Wednesday, August 4, 2010

Government Knows Best


Not only is government "fixing" our economy, it wants to control everything it can down to the smallest details.

A property I manage was overrun with flying squirrels, for instance. The owners already had an exterminator but the contract didn’t include squirrels. I’d trapped more than a dozen flying squirrels and one red squirrel, but I couldn’t keep up with them. Then someone told me about a guy who specializes in the critters. I called him in and he went about plugging up the many places squirrels or bats could gain access. Then he installed one-way doors so they could get out at night (they’re nocturnal), but not back in. Finally, he trapped the stubborn ones that tried to chew their way back in. He told me that flying squirrels were protected by government. I couldn’t believe it at first, but it’s true. A great example of government trying to fix something that isn’t a problem. I’ve caught dozens with rat traps in my own house too and heard similar stories from friends.

Not wanting to violate the law while he conducted business, my guy contacted authorities about getting rid of nuisance squirrels. They told him to continue trapping them, but to save their cute little corpses for government to examine. He did so, but accumulated so many, so often, that officials told him to stop contacting them which he happily did. Flying squirrels are not scarce here in western Maine, but they only come out at night, so few people ever see them. One woman friend told me she caught thirty-six of them in her attic in her “have a heart” trap. She released them all some distance from her house. As for me, I don’t have a heart when it comes to squirrels of any sort.

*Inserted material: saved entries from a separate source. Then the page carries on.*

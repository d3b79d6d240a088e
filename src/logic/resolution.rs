//! Winner resolution: picks the tournament winner once the round-robin is done and schedules
//! tie-break rounds while several players share first place.
//!
//! Round r (r >= 1) is a round-robin among the players still tied after round r - 1 (or after
//! the regular schedule for r = 1). Only wins in the latest round decide who stays tied; every
//! participant of a round entered it with the same overall score, so this agrees with the overall
//! standings. Rounds stop at `max_tiebreak_rounds`, after which the tie is reported as a deadlock.

use crate::logic::registration::generate_round_robin_matches;
use crate::logic::standings::wins_for;
use crate::models::{PlayerId, RoundType, Tournament};
use serde::Serialize;

/// Outcome of [`resolve_winner`].
#[derive(Clone, Debug, Eq, PartialEq, Serialize)]
#[serde(tag = "state", rename_all = "snake_case")]
pub enum Resolution {
    /// Round-robin matches are still being played.
    Pending,
    /// A single player holds first place.
    Winner { player: PlayerId },
    /// Several players are tied; tie-break round `round` is scheduled or in progress.
    TieBreak { round: u32, tied: Vec<PlayerId> },
    /// Still tied after the last allowed tie-break round; needs resolving outside the system.
    Deadlock { tied: Vec<PlayerId> },
}

impl Resolution {
    /// The winner, the tied players, or nothing while pending.
    pub fn winner_ids(&self) -> Vec<PlayerId> {
        match self {
            Resolution::Pending => Vec::new(),
            Resolution::Winner { player } => vec![*player],
            Resolution::TieBreak { tied, .. } | Resolution::Deadlock { tied } => tied.clone(),
        }
    }

    pub fn winner(&self) -> Option<PlayerId> {
        match self {
            Resolution::Winner { player } => Some(*player),
            _ => None,
        }
    }
}

/// Players of `candidates` with the most wins over matches of `round`. Keeps candidate order.
fn leaders(tournament: &Tournament, round: RoundType, candidates: &[PlayerId]) -> Vec<PlayerId> {
    let scored: Vec<(PlayerId, u32)> = candidates
        .iter()
        .map(|&p| (p, wins_for(tournament.matches_in_round(round), p)))
        .collect();
    let max = scored.iter().map(|&(_, s)| s).max().unwrap_or(0);
    scored
        .into_iter()
        .filter(|&(_, s)| s == max)
        .map(|(p, _)| p)
        .collect()
}

/// Resolve the winner, scheduling the next tie-break round when one is due.
///
/// This is the only place tie-break matches are created, so repeated calls without new results
/// return the same resolution and leave the tournament unchanged.
pub fn resolve_winner(tournament: &mut Tournament, max_tiebreak_rounds: u32) -> Resolution {
    if !tournament.is_complete() {
        return Resolution::Pending;
    }

    let roster: Vec<PlayerId> = tournament.players.iter().map(|p| p.id).collect();
    let mut tied = leaders(tournament, RoundType::RoundRobin, &roster);
    let mut round = 1;

    loop {
        if tied.len() == 1 {
            let player = tied[0];
            log::debug!("Tournament {}: winner {}", tournament.id, player);
            return Resolution::Winner { player };
        }

        let stage = RoundType::TieBreak(round);
        let (scheduled, complete) = tournament
            .matches_in_round(stage)
            .fold((0usize, true), |(n, all), m| (n + 1, all && m.is_complete));

        if scheduled == 0 {
            if round > max_tiebreak_rounds {
                log::debug!(
                    "Tournament {}: {} players still tied after {} tie-break rounds",
                    tournament.id,
                    tied.len(),
                    max_tiebreak_rounds
                );
                return Resolution::Deadlock { tied };
            }
            let matches = generate_round_robin_matches(&tied, stage);
            log::info!(
                "Tournament {}: {} players tied, scheduling tie-break round {} ({} matches)",
                tournament.id,
                tied.len(),
                round,
                matches.len()
            );
            tournament.matches.extend(matches);
            return Resolution::TieBreak { round, tied };
        }

        if !complete {
            return Resolution::TieBreak { round, tied };
        }

        tied = leaders(tournament, stage, &tied);
        round += 1;
    }
}
//! CSV export of the standings table.

use crate::logic::Standing;
use crate::models::TournamentError;
use serde::Serialize;

#[derive(Serialize)]
struct StandingRow<'a> {
    rank: usize,
    nickname: &'a str,
    score: u32,
}

/// Standings as CSV (`rank,nickname,score`), best first. Equal scores share a rank.
pub fn standings_csv(standings: &[Standing]) -> Result<String, TournamentError> {
    let mut sorted: Vec<&Standing> = standings.iter().collect();
    sorted.sort_by(|a, b| b.score.cmp(&a.score));

    let mut wtr = csv::Writer::from_writer(Vec::new());
    let mut rank = 0;
    let mut prev_score = None;
    for (i, s) in sorted.iter().enumerate() {
        if prev_score != Some(s.score) {
            rank = i + 1;
            prev_score = Some(s.score);
        }
        wtr.serialize(StandingRow {
            rank,
            nickname: &s.nickname,
            score: s.score,
        })
        .map_err(|e| TournamentError::Internal(e.to_string()))?;
    }
    let bytes = wtr
        .into_inner()
        .map_err(|e| TournamentError::Internal(e.to_string()))?;
    String::from_utf8(bytes).map_err(|e| TournamentError::Internal(e.to_string()))
}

One animal-lover group excoriated President Bush for taking northern flying squirrels off the endangered species list in 2008. How could Bush have been so heartless as to leave such a cute little rodent unprotected, they wondered, and they begged President Obama to put them back on. The Center for Biological Diversity claims: “The tiny squirrel, which appears to have a brown cape when in flight, is dearly loved throughout its Appalachian Mountain homeland.”

Well I beg to differ. I live in the Appalachians Mountains and I can’t stand them. I shoot squirrels of all kinds whenever I see them near my house or any of the buildings I take care of. If I don’t, they chew their way in and cause enormous damage. They’re a pain in the butt and there’s no end to them. I say hurray for President Bush.

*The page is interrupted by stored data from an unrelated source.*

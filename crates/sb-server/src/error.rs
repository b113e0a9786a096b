//! HTTP error type. Every failure leaves the server as
//! `{"success": false, "error": {"code", "message"}}`.

use axum::Json;
use axum::extract::rejection::{JsonRejection, QueryRejection};
use axum::http::StatusCode;
use axum::response::{IntoResponse, Response};
use thiserror::Error;

use sb_core::enums::EntityType;
use sb_core::errors::CoreError;
use sb_core::responses::ApiEnvelope;

use crate::store::StoreError;

#[derive(Debug, Error)]
#[error("{code}: {message}")]
pub struct AppError {
    pub status: StatusCode,
    pub code: &'static str,
    pub message: String,
}

impl AppError {
    pub fn new(status: StatusCode, code: &'static str, message: impl Into<String>) -> Self {
        Self {
            status,
            code,
            message: message.into(),
        }
    }

    pub fn validation(message: impl Into<String>) -> Self {
        Self::new(StatusCode::BAD_REQUEST, "VALIDATION_ERROR", message)
    }

    pub fn unauthorized() -> Self {
        Self::new(
            StatusCode::UNAUTHORIZED,
            "UNAUTHORIZED",
            "a valid API key is required",
        )
    }

    pub fn precondition_required() -> Self {
        Self::new(
            StatusCode::PRECONDITION_REQUIRED,
            "PRECONDITION_REQUIRED",
            "send If-Match or a body version; reload the site to obtain one",
        )
    }

    pub fn route_not_found() -> Self {
        Self::new(
            StatusCode::NOT_FOUND,
            "NOT_FOUND",
            "the requested resource does not exist",
        )
    }

    /// Map a domain error; `fallback` is the per-operation code used for
    /// unexpected failures.
    pub fn from_core(err: CoreError, fallback: &'static str) -> Self {
        let (status, code) = match err {
            CoreError::NotFound { entity, .. } => (StatusCode::NOT_FOUND, not_found_code(entity)),
            CoreError::Validation(_) | CoreError::InvalidVersionToken(_) => {
                (StatusCode::BAD_REQUEST, "VALIDATION_ERROR")
            }
            CoreError::MissingField(_) => (StatusCode::BAD_REQUEST, "MISSING_FIELD"),
            CoreError::CertificateUnavailable { .. } => {
                (StatusCode::BAD_REQUEST, "CERTIFICATE_NOT_AVAILABLE")
            }
            CoreError::NotAssigned { .. } => (StatusCode::BAD_REQUEST, "NOT_ASSIGNED"),
            CoreError::VersionConflict { .. } => (StatusCode::CONFLICT, "CONFLICT"),
            CoreError::Duplicate { .. } => (StatusCode::BAD_REQUEST, "DUPLICATE_ID"),
            CoreError::Other(_) => (StatusCode::INTERNAL_SERVER_ERROR, fallback),
        };
        Self::new(status, code, err.to_string())
    }

    pub fn from_store(err: StoreError, fallback: &'static str) -> Self {
        match err {
            StoreError::Core(core) => Self::from_core(core, fallback),
            StoreError::Unavailable(reason) => {
                Self::new(StatusCode::SERVICE_UNAVAILABLE, "CONFIG_REQUIRED", reason)
            }
            other => {
                tracing::error!(error = %other, code = fallback, "store call failed");
                Self::new(StatusCode::INTERNAL_SERVER_ERROR, fallback, other.to_string())
            }
        }
    }
}

const fn not_found_code(entity: EntityType) -> &'static str {
    match entity {
        EntityType::Site => "SITE_NOT_FOUND",
        EntityType::Personnel => "PERSONNEL_NOT_FOUND",
        EntityType::Certificate => "CERTIFICATE_NOT_FOUND",
    }
}

impl From<CoreError> for AppError {
    fn from(err: CoreError) -> Self {
        Self::from_core(err, "INTERNAL_ERROR")
    }
}

impl From<JsonRejection> for AppError {
    fn from(rejection: JsonRejection) -> Self {
        Self::validation(rejection.body_text())
    }
}

impl From<QueryRejection> for AppError {
    fn from(rejection: QueryRejection) -> Self {
        Self::validation(rejection.body_text())
    }
}

impl IntoResponse for AppError {
    fn into_response(self) -> Response {
        let body: ApiEnvelope<()> = ApiEnvelope::failure(self.code, self.message);
        (self.status, Json(body)).into_response()
    }
}

/// Attach the per-operation error code to a store result.
pub trait OrCode<T> {
    /// # Errors
    ///
    /// Converts the store error into an [`AppError`].
    fn or_code(self, fallback: &'static str) -> Result<T, AppError>;
}

impl<T> OrCode<T> for Result<T, StoreError> {
    fn or_code(self, fallback: &'static str) -> Result<T, AppError> {
        self.map_err(|e| AppError::from_store(e, fallback))
    }
}

#[cfg(test)]
mod tests {
    use super::*;
    use rstest::rstest;

    #[rstest]
    #[case(CoreError::not_found(EntityType::Site, "S"), StatusCode::NOT_FOUND, "SITE_NOT_FOUND")]
    #[case(CoreError::not_found(EntityType::Certificate, "C"), StatusCode::NOT_FOUND, "CERTIFICATE_NOT_FOUND")]
    #[case(CoreError::MissingField("name".into()), StatusCode::BAD_REQUEST, "MISSING_FIELD")]
    #[case(CoreError::CertificateUnavailable { id: "C".into() }, StatusCode::BAD_REQUEST, "CERTIFICATE_NOT_AVAILABLE")]
    #[case(CoreError::NotAssigned { site_id: "S".into() }, StatusCode::BAD_REQUEST, "NOT_ASSIGNED")]
    #[case(CoreError::VersionConflict { id: "S".into(), current: 2, expected: 1 }, StatusCode::CONFLICT, "CONFLICT")]
    #[case(CoreError::InvalidVersionToken("x".into()), StatusCode::BAD_REQUEST, "VALIDATION_ERROR")]
    fn core_errors_map_to_codes(
        #[case] err: CoreError,
        #[case] status: StatusCode,
        #[case] code: &str,
    ) {
        let app = AppError::from_core(err, "UPDATE_ERROR");
        assert_eq!(app.status, status);
        assert_eq!(app.code, code);
    }

    #[test]
    fn unexpected_failures_use_the_operation_code() {
        let app = AppError::from_core(other("boom"), "ASSIGN_ERROR");
        assert_eq!(app.status, StatusCode::INTERNAL_SERVER_ERROR);
        assert_eq!(app.code, "ASSIGN_ERROR");

        let app = AppError::from_store(StoreError::Unavailable("no url".into()), "FETCH_ERROR");
        assert_eq!(app.status, StatusCode::SERVICE_UNAVAILABLE);
        assert_eq!(app.code, "CONFIG_REQUIRED");
    }

    fn other(msg: &str) -> CoreError {
        CoreError::Other(std::io::Error::other(msg.to_string()).into())
    }
}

These animal-lovers are nuts and government is enabling them. They think the human race is a problem and cutting back our population is vastly more preferable to trapping their cute little tree rats. In that spirit, they’ve initiated an “Endangered Species Condoms” distribution project. I’m not making this up. They want to protect squirrels and cut back humans because we’re the biggest threats to biological diversity. They believe human activity invades squirrel habitat when it’s pretty obvious that squirrel activity invades ours.

Just how nutty are these people? To justify government intervention into the alleged squirrel shortage, they cite another non-problem for justification:

Despite dire projections from recent global warming models predicting the complete disappearance of the West Virginia northern flying squirrels’ habitat, the U.S. Fish and Wildlife Service removed all protections afforded to the species by the Endangered Species Act.

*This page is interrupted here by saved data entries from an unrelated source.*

//! # sb-config
//!
//! Layered configuration loading for Siteboard using figment.
//!
//! Configuration sources (in priority order, highest wins):
//! 1. Environment variables (`SITEBOARD_*` prefix, `__` as separator)
//! 2. Project-level `.siteboard/config.toml`
//! 3. User-level `~/.config/siteboard/config.toml`
//! 4. Built-in defaults
//!
//! # Environment Variable Mapping
//!
//! Figment maps `SITEBOARD_SERVER__PORT` -> `server.port`,
//! `SITEBOARD_SUPABASE__KEY` -> `supabase.key`, etc.
//!
//! # Usage
//!
//! ```no_run
//! use sb_config::SiteboardConfig;
//!
//! let config = SiteboardConfig::load_with_dotenv().expect("config");
//! if config.supabase.is_configured() {
//!     println!("Supabase URL: {}", config.supabase.url);
//! }
//! ```

mod client;
mod error;
mod general;
mod server;
mod store;
mod supabase;

pub use client::ClientConfig;
pub use error::ConfigError;
pub use general::GeneralConfig;
pub use server::ServerConfig;
pub use store::{StoreBackend, StoreConfig};
pub use supabase::SupabaseConfig;

use figment::{
    Figment,
    providers::{Env, Format, Serialized, Toml},
};
use serde::{Deserialize, Serialize};
use std::path::PathBuf;

pub const ENV_PREFIX: &str = "SITEBOARD_";

#[derive(Debug, Clone, Default, Deserialize, Serialize)]
pub struct SiteboardConfig {
    #[serde(default)]
    pub server: ServerConfig,
    #[serde(default)]
    pub store: StoreConfig,
    #[serde(default)]
    pub supabase: SupabaseConfig,
    #[serde(default)]
    pub client: ClientConfig,
    #[serde(default)]
    pub general: GeneralConfig,
}

impl SiteboardConfig {
    /// Load configuration from all sources (TOML files + environment variables).
    ///
    /// Does NOT call `dotenvy`; use [`Self::load_with_dotenv`] for `.env` support.
    ///
    /// # Errors
    ///
    /// Returns [`ConfigError::Figment`] when a source fails to parse.
    pub fn load() -> Result<Self, ConfigError> {
        Self::figment().extract().map_err(ConfigError::from)
    }

    /// Load configuration with `.env` file support.
    ///
    /// # Errors
    ///
    /// Returns [`ConfigError::Figment`] when a source fails to parse.
    pub fn load_with_dotenv() -> Result<Self, ConfigError> {
        Self::load_dotenv_from_workspace();
        Self::load()
    }

    /// Build the figment provider chain.
    ///
    /// Public so callers can layer extra providers (e.g. CLI flags) on top.
    pub fn figment() -> Figment {
        let mut figment = Figment::from(Serialized::defaults(Self::default()));

        if let Some(global_path) = Self::global_config_path() {
            if global_path.exists() {
                figment = figment.merge(Toml::file(global_path));
            }
        }

        let local_path = PathBuf::from(".siteboard/config.toml");
        if local_path.exists() {
            figment = figment.merge(Toml::file(local_path));
        }

        figment.merge(Env::prefixed(ENV_PREFIX).split("__"))
    }

    /// Check cross-section requirements for the selected backend.
    ///
    /// # Errors
    ///
    /// [`ConfigError::NotConfigured`] when the Supabase backend is selected
    /// without URL and key, [`ConfigError::InvalidValue`] for a zero limit.
    pub fn validate(&self) -> Result<(), ConfigError> {
        if self.store.backend == StoreBackend::Supabase && !self.supabase.is_configured() {
            return Err(ConfigError::NotConfigured {
                section: "supabase".to_string(),
            });
        }
        if self.general.default_limit == Some(0) {
            return Err(ConfigError::InvalidValue {
                field: "general.default_limit".to_string(),
                reason: "must be greater than zero".to_string(),
            });
        }
        Ok(())
    }

    fn global_config_path() -> Option<PathBuf> {
        dirs::config_dir().map(|p| p.join("siteboard").join("config.toml"))
    }

    /// Load `.env` from the workspace root, falling back to the current dir.
    fn load_dotenv_from_workspace() {
        if let Ok(manifest_dir) = std::env::var("CARGO_MANIFEST_DIR") {
            let mut dir = PathBuf::from(manifest_dir);
            // crate -> crates/ -> workspace root
            for _ in 0..3 {
                let env_path = dir.join(".env");
                if env_path.exists() {
                    let _ = dotenvy::from_path(&env_path);
                    return;
                }
                if !dir.pop() {
                    break;
                }
            }
        }

        let _ = dotenvy::dotenv();
    }
}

These are the kinds of people President Obama was talking to when he said he would lower the sea level and control climate. They actually believe he can do that. Their ilk elected Obama and a Congress that does what he says. Now they want to control virtually every aspect of our lives.

Canadian Geese are another nuisance species protected by government and making my life difficult. When they’re not causing plane crashes in New York City, large flocks of them invade lakefront properties and crap all over the place. The easiest thing would be to shoot them and eat them, but government says you need a federal license to do that.

So what’s going to come out of Washington next? In Virginia, where so many federal employees live, there exists an organization known as the “Center For Human-Wildlife Conflict Resolution.” It purports to “help Virginia residents and municipal leaders identify potential sources of assistance when confronted with problematic wild animal concerns.”

Isn’t that special? If present trends continue, we’re going to need a federal license to pull ticks off ourselves or swat mosquitoes - and then only according to whatever guidelines are laid out in a Center for Human-Wildlife Conflict Resolution action plan.